Implementing a new ERP system inherently raises the need to address how the business should run now and in the future. Creating new business processes, determining the necessary reporting, and identifying possible software customization require input from many areas of the organization. By building a cross-functional team, companies not only improve the likelihood that all areas of the business are addressed, but also help create buy-in that can drive the overall project’s success.
All cross-functional teams should include certain key organizational functions such as: project management, IT, and executive management.
Now that the cross-functional team is in place, setting proper expectations both with this team and all employees is a very important next step. One area that needs to be addressed at the implementation onset is the time commitment required by key employees to participate on an implementation project team. Due to the disruptive nature of this project, many of the activities cannot be fully accomplished during normal working hours.

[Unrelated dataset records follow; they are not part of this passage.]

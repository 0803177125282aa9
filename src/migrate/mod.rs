//! Migration engine.
//!
//! The driver alternates between two phases until the listing is exhausted:
//!
//! - FILLING: pull listing pages and expand newly seen assets into transfer
//!   tasks while fewer than `jobs` tasks are pending
//! - DRAINING: hand the collected tasks to the scheduler and wait for every
//!   one to complete or be dead-lettered, then checkpoint the cursor
//!
//! Manifests are released by the [`CompletionTracker`] the moment an asset's
//! last rendition lands, so they appear in completion order rather than
//! listing order.

pub mod enumerator;
pub mod error;
pub mod grouper;
pub mod paths;
pub mod rendition;
pub mod scheduler;
pub mod tracker;
pub mod worker;

#[cfg(test)]
mod testing;

use std::io::IsTerminal;
use std::sync::Arc;
use std::time::{Duration, Instant};

use indicatif::{ProgressBar, ProgressStyle};
use tokio_util::sync::CancellationToken;

use crate::destination::ObjectStore;
use crate::origin::OriginStore;
use crate::retry::RetryConfig;
use crate::state::{Ledger, RunStats};

use self::enumerator::{CursorEnumerator, PageBatch, PageOutcome};
use self::paths::{Cursor, PathLayout};
use self::rendition::RenditionSelector;
use self::scheduler::TransferScheduler;
use self::tracker::{CompletionTracker, Counters, TransferTask};
use self::worker::TransferWorker;

/// Engine settings derived from the validated application config.
#[derive(Debug, Clone)]
pub struct MigrateConfig {
    pub layout: PathLayout,
    pub extensions: Vec<String>,
    pub jobs: usize,
    /// Listing entries requested per page.
    pub page_size: usize,
    pub retry: RetryConfig,
    pub chunk_size: usize,
    pub transfer_timeout: Duration,
    pub no_progress_bar: bool,
}

#[derive(Debug, Clone, Copy, PartialEq, Eq)]
pub enum DriverState {
    Filling,
    Draining,
    Done,
}

/// Outcome of a migration run.
#[derive(Debug, Clone)]
pub struct RunSummary {
    pub counters: Counters,
    pub discovered: usize,
    pub waves: u64,
    /// Where a follow-up `resume` should start when the run is incomplete.
    pub resume: Option<Cursor>,
    pub interrupted: bool,
    pub enumeration_error: Option<String>,
    pub ledger_failures: u64,
    pub elapsed: Duration,
}

impl RunSummary {
    /// Whether the listing was walked to its end and every selected
    /// rendition landed.
    pub fn is_complete(&self) -> bool {
        !self.interrupted
            && self.enumeration_error.is_none()
            && self.counters.pending == 0
            && self.counters.dead_lettered == 0
            && self.counters.failed_assets == 0
            && self.ledger_failures == 0
    }
}

#[derive(Debug, Clone, Default)]
pub struct DryRunSummary {
    pub assets: usize,
    pub would_transfer: u64,
    pub failed_assets: usize,
    pub interrupted: bool,
    pub enumeration_error: Option<String>,
}

/// Spinner with transferred count; hidden when disabled or stdout is not a TTY.
fn create_progress_bar(no_progress_bar: bool) -> ProgressBar {
    if no_progress_bar || !std::io::stdout().is_terminal() {
        return ProgressBar::hidden();
    }
    let pb = ProgressBar::new_spinner();
    if let Ok(style) =
        ProgressStyle::with_template("{spinner} [{elapsed_precise}] {pos} transferred {msg}")
    {
        pb.set_style(style);
    }
    pb.enable_steady_tick(Duration::from_millis(120));
    pb
}

fn format_duration(d: Duration) -> String {
    let total_secs = d.as_secs();
    let hours = total_secs / 3600;
    let mins = (total_secs % 3600) / 60;
    let secs = total_secs % 60;

    if hours > 0 {
        format!("{}h {:02}m {:02}s", hours, mins, secs)
    } else if mins > 0 {
        format!("{}m {:02}s", mins, secs)
    } else {
        format!("{}s", secs)
    }
}

/// Mutable bookkeeping of one driver run.
struct Driver {
    cursor: Option<Cursor>,
    /// Cursor a resume would start from without losing work.
    checkpoint: Option<Cursor>,
    /// Cursor of the listing call that failed, if any.
    failed_cursor: Option<Cursor>,
    wave: Vec<TransferTask>,
    waves: u64,
    interrupted: bool,
    enumeration_error: Option<String>,
    ledger_failures: u64,
}

impl Driver {
    async fn absorb(&mut self, batch: PageBatch, ledger: &Ledger, pb: &ProgressBar) {
        for record in &batch.failed_assets {
            if let Err(e) = ledger.dead_letter(record).await {
                self.ledger_failures += 1;
                pb.suspend(|| {
                    tracing::error!("Failed to write dead letter for {}: {}", record.asset_id, e)
                });
            }
        }
        self.wave.extend(batch.tasks);
    }
}

/// Run a migration from `start` until the listing is exhausted, discovery
/// fails, or `shutdown` fires.
pub async fn run(
    origin: Arc<dyn OriginStore>,
    destination: Arc<dyn ObjectStore>,
    ledger: Arc<Ledger>,
    config: &MigrateConfig,
    start: Cursor,
    shutdown: CancellationToken,
) -> RunSummary {
    let started = Instant::now();
    let jobs = config.jobs.max(1);
    let tracker = Arc::new(CompletionTracker::new());

    let mut enumerator = CursorEnumerator::new(
        origin.clone(),
        RenditionSelector::new(&config.extensions),
        config.layout.clone(),
        tracker.clone(),
        config.retry,
        config.page_size,
        false,
    );
    let worker = Arc::new(TransferWorker::new(
        origin,
        destination,
        config.layout.clone(),
        config.chunk_size,
        config.transfer_timeout,
    ));
    let scheduler = TransferScheduler::new(
        jobs,
        worker,
        tracker.clone(),
        ledger.clone(),
        config.retry,
    );

    tracing::info!(
        "Migrating from {} (jobs: {}, page size: {})",
        start,
        scheduler.jobs(),
        config.page_size
    );

    let pb = create_progress_bar(config.no_progress_bar);
    let mut driver = Driver {
        cursor: Some(start.clone()),
        checkpoint: Some(start),
        failed_cursor: None,
        wave: Vec::new(),
        waves: 0,
        interrupted: false,
        enumeration_error: None,
        ledger_failures: 0,
    };
    let mut state = DriverState::Filling;

    while state != DriverState::Done {
        state = match state {
            DriverState::Filling => {
                while tracker.pending_count() < jobs && !shutdown.is_cancelled() {
                    let Some(cursor) = driver.cursor.clone() else {
                        break;
                    };
                    match enumerator.next_page(&cursor).await {
                        PageOutcome::Page { next, batch } => {
                            driver.absorb(batch, &ledger, &pb).await;
                            driver.cursor = Some(next);
                        }
                        PageOutcome::Exhausted { batch } => {
                            driver.absorb(batch, &ledger, &pb).await;
                            driver.cursor = None;
                            pb.suspend(|| tracing::debug!("Listing exhausted after {}", cursor));
                        }
                        PageOutcome::Error(e) => {
                            pb.suspend(|| {
                                tracing::error!("Listing from {} failed, stopping discovery: {}", cursor, e)
                            });
                            driver.enumeration_error = Some(e.to_string());
                            driver.failed_cursor = Some(cursor);
                            driver.cursor = None;
                        }
                    }
                    pb.set_message(format!("{} pending", tracker.pending_count()));
                }

                if shutdown.is_cancelled() {
                    pb.suspend(|| tracing::info!("Shutdown requested, not starting another wave"));
                    driver.interrupted = true;
                    DriverState::Done
                } else if driver.wave.is_empty() {
                    DriverState::Done
                } else {
                    DriverState::Draining
                }
            }
            DriverState::Draining => {
                let tasks = std::mem::take(&mut driver.wave);
                driver.waves += 1;
                let report = scheduler.run_wave(tasks, &shutdown, &pb).await;
                driver.ledger_failures += report.ledger_failures;

                let counters = tracker.counters();
                let live_assets = tracker.live_assets();
                pb.set_message(format!("{} pending", counters.pending));
                pb.suspend(|| {
                    tracing::info!(
                        "Wave {}: pending {} ({} assets open), transferred {}, manifests {}, dead letters {}",
                        driver.waves,
                        counters.pending,
                        live_assets,
                        counters.transferred,
                        counters.manifests,
                        counters.dead_lettered
                    )
                });

                if report.unlaunched.is_empty() {
                    driver.checkpoint = driver
                        .cursor
                        .clone()
                        .or_else(|| driver.failed_cursor.clone());
                    if let Some(checkpoint) = &driver.checkpoint {
                        ledger
                            .checkpoint(checkpoint.as_str(), counters.transferred)
                            .await;
                    }
                }

                if shutdown.is_cancelled() {
                    driver.interrupted = true;
                    DriverState::Done
                } else if driver.cursor.is_some() {
                    DriverState::Filling
                } else {
                    DriverState::Done
                }
            }
            DriverState::Done => DriverState::Done,
        };
    }

    pb.finish_and_clear();

    let counters = tracker.counters();
    let resume = if driver.interrupted || driver.enumeration_error.is_some() {
        driver.checkpoint.clone()
    } else {
        None
    };
    let summary = RunSummary {
        counters,
        discovered: enumerator.discovered(),
        waves: driver.waves,
        resume,
        interrupted: driver.interrupted,
        enumeration_error: driver.enumeration_error,
        ledger_failures: driver.ledger_failures,
        elapsed: started.elapsed(),
    };

    ledger
        .finish(&RunStats {
            transferred: counters.transferred,
            manifests: counters.manifests,
            dead_letters: counters.dead_lettered,
            failed_assets: counters.failed_assets,
            interrupted: summary.interrupted || summary.enumeration_error.is_some(),
            resume_cursor: summary.resume.as_ref().map(|c| c.to_string()),
        })
        .await;

    log_summary(&summary);
    summary
}

fn log_summary(summary: &RunSummary) {
    let c = &summary.counters;
    tracing::info!("── Summary ──");
    tracing::info!(
        "  {} assets discovered, {} manifests emitted, {} assets failed",
        summary.discovered,
        c.manifests,
        c.failed_assets
    );
    tracing::info!(
        "  {} transferred, {} dead-lettered, {} pending",
        c.transferred,
        c.dead_lettered,
        c.pending
    );
    tracing::info!("  waves: {}", summary.waves);
    tracing::info!("  elapsed: {}", format_duration(summary.elapsed));
    if let Some(e) = &summary.enumeration_error {
        tracing::warn!("  Listing failed: {}", e);
    }
    if summary.ledger_failures > 0 {
        tracing::error!("  {} records could not be written", summary.ledger_failures);
    }
    if let Some(cursor) = &summary.resume {
        tracing::info!("  resume with: ns-migrate resume {}", cursor);
    } else if summary.is_complete() {
        tracing::info!("Migration complete");
    }
}

/// Walk the listing and log what a run would transfer. Reads no object
/// bodies and writes nothing.
pub async fn dry_run(
    origin: Arc<dyn OriginStore>,
    config: &MigrateConfig,
    start: Cursor,
    shutdown: CancellationToken,
) -> DryRunSummary {
    let tracker = Arc::new(CompletionTracker::new());
    let mut enumerator = CursorEnumerator::new(
        origin,
        RenditionSelector::new(&config.extensions),
        config.layout.clone(),
        tracker,
        config.retry,
        config.page_size,
        true,
    );

    let mut summary = DryRunSummary::default();
    let mut cursor = Some(start);
    while let Some(current) = cursor.take() {
        if shutdown.is_cancelled() {
            tracing::info!("Shutdown requested, stopping dry run");
            summary.interrupted = true;
            break;
        }
        let batch = match enumerator.next_page(&current).await {
            PageOutcome::Page { next, batch } => {
                cursor = Some(next);
                batch
            }
            PageOutcome::Exhausted { batch } => batch,
            PageOutcome::Error(e) => {
                tracing::error!("Listing from {} failed: {}", current, e);
                summary.enumeration_error = Some(e.to_string());
                break;
            }
        };
        summary.would_transfer += batch.would_transfer;
        summary.failed_assets += batch.failed_assets.len();
    }
    summary.assets = enumerator.discovered();

    tracing::info!("── Dry Run Summary ──");
    if summary.interrupted {
        tracing::info!("  Interrupted after scanning {} assets", summary.assets);
    }
    tracing::info!(
        "  {} files would be transferred from {} assets",
        summary.would_transfer,
        summary.assets
    );
    if summary.failed_assets > 0 {
        tracing::info!("  {} assets have no usable renditions", summary.failed_assets);
    }
    tracing::info!("  source root: {}", config.layout.source_root());
    tracing::info!("  concurrency: {}", config.jobs);
    summary
}
//! Error types for the state tracking module.

use std::path::PathBuf;

use thiserror::Error;

/// Errors from the run-state database and the JSONL record logs.
#[derive(Error, Debug)]
pub enum StateError {
    /// Failed to open or create the database file.
    #[error("Failed to open database at {path}: {source}")]
    Open {
        path: PathBuf,
        source: rusqlite::Error,
    },

    /// Failed to run a database migration.
    #[error("Database migration failed: {0}")]
    Migration(#[from] rusqlite::Error),

    /// A query failed.
    #[error("Database query failed: {0}")]
    Query(String),

    /// Failed to spawn a blocking task.
    #[error("Failed to spawn blocking task: {0}")]
    Spawn(#[from] tokio::task::JoinError),

    /// The database schema version is newer than supported.
    #[error("Database schema version {found} is newer than supported version {expected}")]
    UnsupportedSchemaVersion { found: i32, expected: i32 },

    /// Appending to or reading a record log failed.
    #[error("Record log {path}: {source}")]
    Log {
        path: PathBuf,
        source: std::io::Error,
    },

    #[error("Failed to encode record: {0}")]
    Encode(#[from] serde_json::Error),
}

impl StateError {
    /// Create a Query error from a rusqlite error.
    pub fn query(source: rusqlite::Error) -> Self {
        Self::Query(source.to_string())
    }

    pub(crate) fn log(path: &std::path::Path, source: std::io::Error) -> Self {
        Self::Log {
            path: path.to_path_buf(),
            source,
        }
    }
}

There will be times when team members will need to perform their current job and then work on testing or file cleanup after-hours. A company also should set proper expectations to help manage the change that all employees will experience, using change management techniques prior to the change happening.
Being strict with the original project scope is critical. Many times, changes are justified; however, one needs to also be aware of the “toy box effect” when users discover the new, rich ERP functionality and suddenly want it all now. This needs to be addressed before the scope changes grow out of control. Therefore, determining the exact post-implementation functionality early and sticking to it helps ensure a timely and on-budget implementation. Many companies take a planned, phased approach to their ERP implementation, by prioritizing key functionality they need on day one immediately after the implementation, versus the “nice to have” functionalities that can wait till the second phase. A phased approach allows the implementation team to focus on the company’s critical functionalities and to bring those software modules live as quickly as possible. In addition to realizing a return on investment as soon as possible, the “win” experienced by the team in successfully completing the first phase of the project is extremely motivating, creating momentum for initiating the second phase.
Although it may appear to be the “path of least resistance” not to change business processes when implementing a new ERP system, in the long run, the opposite is actually true. In most cases, companies that try to keep their current business processes eventually run into the same issues with the new system that they did with their old system.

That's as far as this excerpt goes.